To process data from Prometheus running in HA mode, Prometheus must be configured to communicate which cluster it belongs to. This is done using external labels. In particular, each Prometheus instance sends a cluster label to indicate which cluster it’s in, and a __replica__ label that provides a unique identifier for the Prometheus instance within the cluster. Two Prometheus instances running as part of a HA cluster must send the same cluster label and different __replica__ labels.

Promscale architecture for Prometheus in HA using external labels

In Kubernetes environments, it is useful to set the __replica__ label to match the pod name, and the cluster name as the Prometheus deployment or statefulset name. If you are using the Prometheus Operator, you can set it with these configuration parameters:

  1. replicaExternalLabelName: "__replica__"
  2. prometheusExternalLabelName: "cluster"

In bare metal environments, and any environment where you are not using Kubernetes, you can configure external labels with the cluster and replica names in each Prometheus instance configuration, like this:

  1. global:
  2. external_labels:
  3. __replica__: <REPLICA_NAME> (This should be unique name of the Prometheus instance)
  4. cluster: <CLUSTER_NAME> (This should be the name of the Prometheus deployment, which should be common across the Prometheus replica instances.)

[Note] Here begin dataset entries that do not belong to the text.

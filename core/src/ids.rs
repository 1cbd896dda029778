//! GATT identifiers for the counter exchange
//!
//! Services and characteristics are named by 128-bit UUIDs. Short 16-bit
//! assigned numbers are expanded onto the Bluetooth base UUID so that both
//! forms compare by value.

use serde::{Deserialize, Serialize};
use std::fmt;
use std::str::FromStr;
use uuid::Uuid;

/// Bluetooth base UUID `00000000-0000-1000-8000-00805F9B34FB`
pub const BLUETOOTH_BASE_UUID: u128 = 0x0000_0000_0000_1000_8000_0080_5F9B_34FB;

/// Counter service advertised by the peripheral
pub const COUNTER_SERVICE_ID: ServiceId =
    ServiceId(Uuid::from_u128(0x623B_9814_B2EA_4E78_ABE8_CC9D_1D76_A836));

/// Read + notify characteristic carrying the counter value
pub const COUNTER_CHARACTERISTIC_ID: CharacteristicId =
    CharacteristicId(Uuid::from_u128(0x3274_5B79_D94C_4879_B063_AA33_23EB_BCC6));

const fn expand_short(short: u16) -> Uuid {
    Uuid::from_u128(BLUETOOTH_BASE_UUID | ((short as u128) << 96))
}

fn short_form(uuid: &Uuid) -> Option<u16> {
    let value = uuid.as_u128();
    let mask: u128 = 0xFFFF << 96;
    if value & !mask == BLUETOOTH_BASE_UUID {
        Some(((value & mask) >> 96) as u16)
    } else {
        None
    }
}

/// Parse either a 4-hex-digit assigned number or a full UUID string.
fn parse_uuid(s: &str) -> Result<Uuid, uuid::Error> {
    let trimmed = s.trim();
    if trimmed.len() == 4 {
        if let Ok(short) = u16::from_str_radix(trimmed, 16) {
            return Ok(expand_short(short));
        }
    }
    Uuid::parse_str(trimmed)
}

/// Identifier of a GATT service
#[derive(Debug, Clone, Copy, PartialEq, Eq, Hash, PartialOrd, Ord, Serialize, Deserialize)]
#[serde(transparent)]
pub struct ServiceId(Uuid);

impl ServiceId {
    pub const fn from_uuid(uuid: Uuid) -> Self {
        Self(uuid)
    }

    /// Expand a 16-bit assigned number (e.g. `0x180D`, Heart Rate)
    pub const fn from_u16(short: u16) -> Self {
        Self(expand_short(short))
    }

    pub fn uuid(&self) -> Uuid {
        self.0
    }

    /// The 16-bit form, if this id lives on the base UUID
    pub fn as_u16(&self) -> Option<u16> {
        short_form(&self.0)
    }
}

impl FromStr for ServiceId {
    type Err = uuid::Error;

    fn from_str(s: &str) -> Result<Self, Self::Err> {
        parse_uuid(s).map(Self)
    }
}

impl fmt::Display for ServiceId {
    fn fmt(&self, f: &mut fmt::Formatter<'_>) -> fmt::Result {
        match self.as_u16() {
            Some(short) => write!(f, "{:04X}", short),
            None => write!(f, "{}", self.0.hyphenated().encode_upper(&mut Uuid::encode_buffer())),
        }
    }
}

/// Identifier of a GATT characteristic
#[derive(Debug, Clone, Copy, PartialEq, Eq, Hash, PartialOrd, Ord, Serialize, Deserialize)]
#[serde(transparent)]
pub struct CharacteristicId(Uuid);

impl CharacteristicId {
    pub const fn from_uuid(uuid: Uuid) -> Self {
        Self(uuid)
    }

    pub const fn from_u16(short: u16) -> Self {
        Self(expand_short(short))
    }

    pub fn uuid(&self) -> Uuid {
        self.0
    }

    pub fn as_u16(&self) -> Option<u16> {
        short_form(&self.0)
    }
}

impl FromStr for CharacteristicId {
    type Err = uuid::Error;

    fn from_str(s: &str) -> Result<Self, Self::Err> {
        parse_uuid(s).map(Self)
    }
}

impl fmt::Display for CharacteristicId {
    fn fmt(&self, f: &mut fmt::Formatter<'_>) -> fmt::Result {
        match self.as_u16() {
            Some(short) => write!(f, "{:04X}", short),
            None => write!(f, "{}", self.0.hyphenated().encode_upper(&mut Uuid::encode_buffer())),
        }
    }
}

When you have configured your Prometheus instances to send the correct labels, you can start Promscale with the --metrics.high-availability CLI flag, like this:

  1. promscale --metrics.high-availability

Promscale automatically elects a single replica in each cluster as the current leader. Only data sent from that replica is ingested. If that leader replica stops sending data, then a new replica is elected as the leader.